Living rough in Lebanon without medicine, electricity or fuel
Ahmad, his wife and four young children wake up day after day at dawn, when the humid heat of late July floods their small flat on the outskirts of Beirut as soon as the fan blades stop with the four- to five-hour blackout that recurs every morning.
For weeks now, government electricity has been reaching Lebanese homes for only one or two hours a day, while the companies that operate the private electricity generators ration supplies because of a shortage of fuel to run them.
"Government electricity doesn't even reach one hour a day, the rest is all from the generator and the generator is cut from 6am to 10am or 11am. All of us, including the children, get up at 6 a.m. because of the heat," Ahmad told Efe, sitting in the semi-darkness of his home in the Shatila refugee camp, a large Palestinian-populated neighbourhood.
The economic crisis unleashed at the end of 2019 in Lebanon, one of the worst worldwide in the past century and a half, has plunged more than half the population into poverty and the recent deterioration of the situation makes it almost impossible for this Palestinian family, whose only livelihood is Ahmad's carpenter's salary, to make ends meet.
"There are many things we can no longer buy, including chicken and (red) meat. A lot of things," he repeats.
His salary is about 2.4 million pounds a month, when a family of five needs at least 3.5 million pounds for food alone, or about five times the Lebanese minimum wage, according to estimates by the American University of Beirut (AUB) Crisis Observatory.
In a report published this week, the centre warned that the prices of basic foodstuffs have risen by more than 50 % in just one month, while a list of ten staple foodstuffs such as vegetables, dairy products and oil has increased by 700 % since mid-2019.
The AUB Observatory attributes food inflation to the loss of value of the local currency against the dollar, which has depreciated by more than 90 % in just two years.
Many pharmacies in Beirut remain closed due to growing shortages of medicines. "Why would they open? What are they going to sell? There are no medicines," laments a pharmacist in one of the few pharmacies open in the east of the capital.

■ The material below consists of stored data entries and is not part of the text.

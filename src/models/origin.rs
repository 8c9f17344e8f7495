use serde::{Deserialize, Serialize};

/// How a punch record was created.
#[derive(Debug, Clone, Copy, Default, PartialEq, Eq, Serialize, Deserialize)]
#[serde(rename_all = "SCREAMING_SNAKE_CASE")]
pub enum Origin {
    #[default]
    Manual,
    Automatic,
}

impl Origin {
    pub fn as_str(self) -> &'static str {
        match self {
            Origin::Manual => "MANUAL",
            Origin::Automatic => "AUTOMATIC",
        }
    }

    pub fn is_automatic(self) -> bool {
        matches!(self, Origin::Automatic)
    }
}
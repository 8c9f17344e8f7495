use chrono::{Local, TimeZone, Utc};
use rpunchclock::core::scheduler::within_window;
use rpunchclock::utils::time::{minutes_to_ms, parse_time};
use std::env;
use std::path::Path;

// Alone in its own test binary: it changes the process time zone.
#[test]
fn test_target_in_the_repeated_dst_hour_still_matches() {
    if !Path::new("/usr/share/zoneinfo/Europe/Rome").exists() {
        return;
    }
    unsafe { env::set_var("TZ", "Europe/Rome") };

    // 2025-10-26 02:30 occurs twice in Rome; this is the first (CEST) one
    let now = Utc
        .with_ymd_and_hms(2025, 10, 26, 0, 30, 0)
        .unwrap()
        .with_timezone(&Local);

    assert!(within_window(parse_time("02:30"), now, minutes_to_ms(5)));
    assert!(!within_window(parse_time("02:40"), now, minutes_to_ms(5)));
}
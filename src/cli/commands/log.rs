use crate::cli::parser::Commands;
use crate::config::Config;
use crate::core::log::LogLogic;
use crate::db::initialize::open_store;
use crate::errors::AppResult;

pub fn handle(cmd: &Commands, cfg: &Config) -> AppResult<()> {
    if matches!(cmd, Commands::Log { print: true }) {
        let mut pool = open_store(cfg.database_path())?;
        LogLogic::print_log(&mut pool)?;
    }

    Ok(())
}
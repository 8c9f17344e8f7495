use rpunchclock::core::clock::ManualClock;
use rpunchclock::core::session::Session;
use rpunchclock::db::initialize::{init_db, open_store};
use rpunchclock::db::pool::DbPool;
use rpunchclock::models::origin::Origin;
use rpunchclock::models::punch_kind::PunchKind;
use rpunchclock::store::{KEY_CHRONO_START, KEY_RECORDS, Store};
use rpunchclock::ui::render::RecordingSink;

mod common;
use common::{local, settings, setup_test_db};

fn memory_db() -> DbPool {
    let pool = DbPool::in_memory().expect("open in-memory db");
    init_db(&pool.conn).expect("init db");
    pool
}

#[test]
fn test_sqlite_store_get_set_remove() {
    let mut pool = memory_db();

    assert_eq!(pool.get("missing").unwrap(), None);

    pool.set("k", "first").unwrap();
    assert_eq!(pool.get("k").unwrap().as_deref(), Some("first"));

    // full overwrite
    pool.set("k", "second").unwrap();
    assert_eq!(pool.get("k").unwrap().as_deref(), Some("second"));

    pool.remove("k").unwrap();
    assert_eq!(pool.get("k").unwrap(), None);

    // removing twice is harmless
    pool.remove("k").unwrap();
}

#[test]
fn test_migrations_are_idempotent() {
    let pool = memory_db();
    init_db(&pool.conn).expect("second init");

    let applied: i64 = pool
        .conn
        .query_row(
            "SELECT COUNT(*) FROM log WHERE operation = 'migration_applied'",
            [],
            |row| row.get(0),
        )
        .unwrap();
    assert_eq!(applied, 1);
}

#[test]
fn test_session_survives_reopening_the_database_file() {
    let db_path = setup_test_db("store_reopen");
    let at = local(2025, 9, 3, 9, 0, 0);

    {
        let pool = open_store(&db_path).unwrap();
        let mut session = Session::open(
            pool,
            ManualClock::at(at),
            RecordingSink::new(),
            settings(false),
        );
        session.punch(Origin::Manual);
        session.punch(Origin::Manual);
    }

    let pool = open_store(&db_path).unwrap();
    assert!(pool.get(KEY_RECORDS).unwrap().is_some());
    assert_eq!(
        pool.get(KEY_CHRONO_START).unwrap(),
        Some(at.timestamp_millis().to_string())
    );

    let session = Session::open(
        pool,
        ManualClock::at(local(2025, 9, 3, 12, 0, 0)),
        RecordingSink::new(),
        settings(false),
    );
    assert_eq!(session.ledger().len(), 2);
    assert_eq!(session.ledger().records()[0].kind, PunchKind::Entry);
    assert_eq!(session.ledger().records()[1].kind, PunchKind::BreakStart);
    assert_eq!(session.next_action().kind, PunchKind::BreakEnd);
}

#[test]
fn test_punches_are_logged_in_the_log_table() {
    let db_path = setup_test_db("store_punch_log");
    {
        let pool = open_store(&db_path).unwrap();
        let mut session = Session::open(
            pool,
            ManualClock::at(local(2025, 9, 3, 9, 0, 0)),
            RecordingSink::new(),
            settings(false),
        );
        session.punch(Origin::Manual);
    }

    let pool = open_store(&db_path).unwrap();
    let (target, message): (String, String) = pool
        .conn
        .query_row(
            "SELECT target, message FROM log WHERE operation = 'punch' ORDER BY id DESC LIMIT 1",
            [],
            |row| Ok((row.get(0)?, row.get(1)?)),
        )
        .unwrap();
    assert_eq!(target, "ENTRY");
    assert!(message.contains("03/09/2025 09:00:00"));
}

The woman, who requested anonymity for fear of reprisals, says with visible frustration that only parapharmacy products are sold, which barely covers the shop's operating costs.
She explains that the shop has "nothing" to offer its chronically ill customers, as it only receives "one or at most two packets" of the medicines they would need, and not on a regular basis.
Pharmaceutical distributors have been accused of stockpiling their stocks to sell them at much higher prices when the government lifts subsidies on medicines and other commodities due to lack of funds.
For their part, the authorities have been blamed for defaulting on millions in subsidy payments to suppliers.
"If it wasn't for the fact that he knows that many families live off this pharmacy, the owner would have closed it down a long time ago," says the shop assistant.
Not far away, in the Mar Mikhael district, young Rudolf Saad tries to run the family grocery store as best he can.
He doesn't pay much attention to most products and concentrates on selling cigarettes and alcoholic beverages, which are the most profitable in this nightlife area.
"The price changes every day, I buy alcohol and tobacco every day so I know what price to put on them", he explains to Efe in view of the instability of the exchange rate on the black market, which dictates the cost of practically everything in the Mediterranean country, with a highly dollarised economy.
Most shops in the capital have stopped putting prices on products and are also coping with the disastrous consequences of power cuts: Saad has had to reduce his selection of dairy products to "a tiny amount" to prevent them from spoiling.
Taxi drivers, meanwhile, can only work on days when they can get fuel, the shortage of which causes kilometres-long queues at petrol stations, many of which close at midday after running out.
One taxi driver tells Efe that the last time he filled up he was only given 12 litres after waiting three hours. He laments that he usually loses half of his working day to get petrol, but he knows that the survival of his four children depends on the little he earns from driving.